Data excerpts:
-=-=-=-=-
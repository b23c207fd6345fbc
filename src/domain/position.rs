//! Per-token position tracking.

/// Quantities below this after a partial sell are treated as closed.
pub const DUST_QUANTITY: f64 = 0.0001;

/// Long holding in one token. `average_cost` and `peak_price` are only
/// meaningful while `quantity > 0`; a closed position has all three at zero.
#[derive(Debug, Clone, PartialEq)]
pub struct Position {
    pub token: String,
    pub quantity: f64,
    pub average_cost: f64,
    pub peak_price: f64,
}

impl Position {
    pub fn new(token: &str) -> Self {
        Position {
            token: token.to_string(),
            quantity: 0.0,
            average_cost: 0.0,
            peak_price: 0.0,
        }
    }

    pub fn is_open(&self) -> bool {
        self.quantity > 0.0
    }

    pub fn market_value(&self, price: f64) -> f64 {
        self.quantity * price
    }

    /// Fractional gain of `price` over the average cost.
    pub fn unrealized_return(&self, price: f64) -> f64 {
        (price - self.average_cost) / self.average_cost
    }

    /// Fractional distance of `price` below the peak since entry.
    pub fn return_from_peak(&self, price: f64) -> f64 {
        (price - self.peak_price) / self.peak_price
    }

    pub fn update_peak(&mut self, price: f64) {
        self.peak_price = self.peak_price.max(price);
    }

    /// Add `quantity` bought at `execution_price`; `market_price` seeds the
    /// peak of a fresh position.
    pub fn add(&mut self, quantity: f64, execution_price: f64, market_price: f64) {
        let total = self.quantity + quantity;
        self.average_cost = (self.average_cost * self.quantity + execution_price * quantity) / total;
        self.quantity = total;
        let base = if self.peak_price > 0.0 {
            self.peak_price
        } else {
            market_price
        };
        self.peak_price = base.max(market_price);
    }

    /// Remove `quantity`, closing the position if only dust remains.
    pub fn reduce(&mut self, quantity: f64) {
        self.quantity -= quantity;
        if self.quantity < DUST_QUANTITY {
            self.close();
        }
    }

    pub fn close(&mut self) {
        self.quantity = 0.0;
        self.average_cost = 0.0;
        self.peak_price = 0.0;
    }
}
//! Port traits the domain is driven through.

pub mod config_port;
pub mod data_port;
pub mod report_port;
-=-=-=-=-
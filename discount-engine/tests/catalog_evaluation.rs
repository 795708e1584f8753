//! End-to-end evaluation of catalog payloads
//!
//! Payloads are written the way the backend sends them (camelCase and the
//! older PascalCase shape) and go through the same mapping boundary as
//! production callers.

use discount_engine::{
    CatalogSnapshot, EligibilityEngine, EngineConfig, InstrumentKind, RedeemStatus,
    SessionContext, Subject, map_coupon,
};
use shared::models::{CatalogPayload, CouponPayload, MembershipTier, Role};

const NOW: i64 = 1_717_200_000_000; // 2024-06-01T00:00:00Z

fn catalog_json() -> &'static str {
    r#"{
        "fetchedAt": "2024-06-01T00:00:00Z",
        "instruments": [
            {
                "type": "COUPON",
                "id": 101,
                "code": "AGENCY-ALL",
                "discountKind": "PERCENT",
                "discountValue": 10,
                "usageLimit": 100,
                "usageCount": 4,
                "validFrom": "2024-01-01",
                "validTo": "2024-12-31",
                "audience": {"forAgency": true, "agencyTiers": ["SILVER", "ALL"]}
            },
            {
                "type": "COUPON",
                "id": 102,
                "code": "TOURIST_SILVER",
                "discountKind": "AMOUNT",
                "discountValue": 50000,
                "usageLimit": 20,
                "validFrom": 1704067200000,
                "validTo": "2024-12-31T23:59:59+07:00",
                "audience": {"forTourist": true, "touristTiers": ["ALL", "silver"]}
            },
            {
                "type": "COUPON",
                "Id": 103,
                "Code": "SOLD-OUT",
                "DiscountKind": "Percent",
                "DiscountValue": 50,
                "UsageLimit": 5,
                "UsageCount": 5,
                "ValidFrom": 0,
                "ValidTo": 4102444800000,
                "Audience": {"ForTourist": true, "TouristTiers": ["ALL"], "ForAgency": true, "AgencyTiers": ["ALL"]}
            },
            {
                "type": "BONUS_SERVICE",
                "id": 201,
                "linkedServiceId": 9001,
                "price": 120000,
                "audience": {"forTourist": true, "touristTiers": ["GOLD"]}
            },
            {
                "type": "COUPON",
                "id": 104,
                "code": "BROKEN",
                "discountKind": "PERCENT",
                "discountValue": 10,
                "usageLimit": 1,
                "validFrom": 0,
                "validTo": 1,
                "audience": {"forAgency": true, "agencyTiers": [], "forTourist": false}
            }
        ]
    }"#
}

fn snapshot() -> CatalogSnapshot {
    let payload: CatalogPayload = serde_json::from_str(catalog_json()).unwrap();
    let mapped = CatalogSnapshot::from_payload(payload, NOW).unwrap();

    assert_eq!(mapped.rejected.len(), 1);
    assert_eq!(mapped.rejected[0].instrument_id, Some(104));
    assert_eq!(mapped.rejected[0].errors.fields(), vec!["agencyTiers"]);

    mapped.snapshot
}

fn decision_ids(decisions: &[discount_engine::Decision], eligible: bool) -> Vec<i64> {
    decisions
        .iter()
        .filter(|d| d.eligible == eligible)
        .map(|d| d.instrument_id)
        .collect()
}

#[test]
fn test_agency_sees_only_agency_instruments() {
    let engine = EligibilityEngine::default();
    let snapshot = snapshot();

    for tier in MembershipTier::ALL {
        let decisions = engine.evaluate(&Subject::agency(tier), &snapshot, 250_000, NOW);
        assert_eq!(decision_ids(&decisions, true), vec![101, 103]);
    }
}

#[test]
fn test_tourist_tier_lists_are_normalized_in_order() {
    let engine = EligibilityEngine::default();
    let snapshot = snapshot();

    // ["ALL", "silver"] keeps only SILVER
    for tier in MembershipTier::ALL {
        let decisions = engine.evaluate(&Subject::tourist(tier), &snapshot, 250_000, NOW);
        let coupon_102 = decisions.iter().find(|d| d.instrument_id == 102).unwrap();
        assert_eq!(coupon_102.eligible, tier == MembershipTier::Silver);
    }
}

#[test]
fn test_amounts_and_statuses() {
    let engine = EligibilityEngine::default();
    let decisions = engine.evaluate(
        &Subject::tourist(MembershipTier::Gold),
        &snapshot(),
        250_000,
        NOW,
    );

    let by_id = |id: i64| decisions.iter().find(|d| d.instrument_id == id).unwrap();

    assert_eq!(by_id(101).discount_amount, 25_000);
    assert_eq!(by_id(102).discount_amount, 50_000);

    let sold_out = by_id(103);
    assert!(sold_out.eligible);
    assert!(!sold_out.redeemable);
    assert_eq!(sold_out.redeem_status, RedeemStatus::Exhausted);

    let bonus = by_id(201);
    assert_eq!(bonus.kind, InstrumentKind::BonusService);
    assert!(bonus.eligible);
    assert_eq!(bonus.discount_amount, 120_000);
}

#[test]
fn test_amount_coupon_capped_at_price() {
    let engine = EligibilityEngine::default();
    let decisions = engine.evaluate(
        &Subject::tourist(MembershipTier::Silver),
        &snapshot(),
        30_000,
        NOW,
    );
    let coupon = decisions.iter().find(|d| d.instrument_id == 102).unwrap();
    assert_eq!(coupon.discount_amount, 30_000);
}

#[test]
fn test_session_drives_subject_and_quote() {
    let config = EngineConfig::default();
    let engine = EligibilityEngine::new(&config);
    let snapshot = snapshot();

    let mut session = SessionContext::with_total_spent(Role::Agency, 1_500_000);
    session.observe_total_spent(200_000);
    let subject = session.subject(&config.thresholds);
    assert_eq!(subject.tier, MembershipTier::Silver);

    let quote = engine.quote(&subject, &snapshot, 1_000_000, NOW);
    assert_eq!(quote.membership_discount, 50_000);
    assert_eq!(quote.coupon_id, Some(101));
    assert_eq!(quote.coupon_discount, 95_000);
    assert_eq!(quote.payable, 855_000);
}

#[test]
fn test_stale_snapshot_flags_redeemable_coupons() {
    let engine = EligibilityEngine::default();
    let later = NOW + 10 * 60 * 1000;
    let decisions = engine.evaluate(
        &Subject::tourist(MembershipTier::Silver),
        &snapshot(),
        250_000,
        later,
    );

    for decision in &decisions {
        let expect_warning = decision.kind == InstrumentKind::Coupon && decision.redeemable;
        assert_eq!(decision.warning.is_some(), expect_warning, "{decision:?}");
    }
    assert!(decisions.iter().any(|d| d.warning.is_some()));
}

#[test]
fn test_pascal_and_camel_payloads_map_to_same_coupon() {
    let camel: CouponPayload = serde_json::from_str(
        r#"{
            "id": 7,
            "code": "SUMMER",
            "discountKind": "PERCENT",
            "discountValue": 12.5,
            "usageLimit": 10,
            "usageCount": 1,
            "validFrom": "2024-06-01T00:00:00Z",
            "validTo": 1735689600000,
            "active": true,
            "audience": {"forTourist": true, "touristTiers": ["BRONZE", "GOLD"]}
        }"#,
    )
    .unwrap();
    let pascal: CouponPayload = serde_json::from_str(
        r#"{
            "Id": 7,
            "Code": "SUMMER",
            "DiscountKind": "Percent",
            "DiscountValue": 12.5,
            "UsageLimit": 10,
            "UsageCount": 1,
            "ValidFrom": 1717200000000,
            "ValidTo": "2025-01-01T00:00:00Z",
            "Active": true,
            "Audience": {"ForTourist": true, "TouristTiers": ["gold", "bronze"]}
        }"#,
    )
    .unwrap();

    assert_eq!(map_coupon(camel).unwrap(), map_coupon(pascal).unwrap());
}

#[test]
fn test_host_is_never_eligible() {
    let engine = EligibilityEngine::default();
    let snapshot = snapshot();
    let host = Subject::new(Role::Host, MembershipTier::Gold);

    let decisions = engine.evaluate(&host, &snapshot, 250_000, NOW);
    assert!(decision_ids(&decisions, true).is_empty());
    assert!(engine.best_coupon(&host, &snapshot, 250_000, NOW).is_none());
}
-=-=-=-=-
GOAL OF THE EXERCISE:
Please copy the lines in the records above between the one holding "a fresh position." and the one holding "if self.quantity <", inclusive, exactly and with no other line.

OUTPUT BELOW:
    /// peak of a fresh position.
    pub fn add(&mut self, quantity: f64, execution_price: f64, market_price: f64) {
        let total = self.quantity + quantity;
        self.average_cost = (self.average_cost * self.quantity + execution_price * quantity) / total;
        self.quantity = total;
        let base = if self.peak_price > 0.0 {
            self.peak_price
        } else {
            market_price
        };
        self.peak_price = base.max(market_price);
    }

    /// Remove `quantity`, closing the position if only dust remains.
    pub fn reduce(&mut self, quantity: f64) {
        self.quantity -= quantity;
        if self.quantity < DUST_QUANTITY {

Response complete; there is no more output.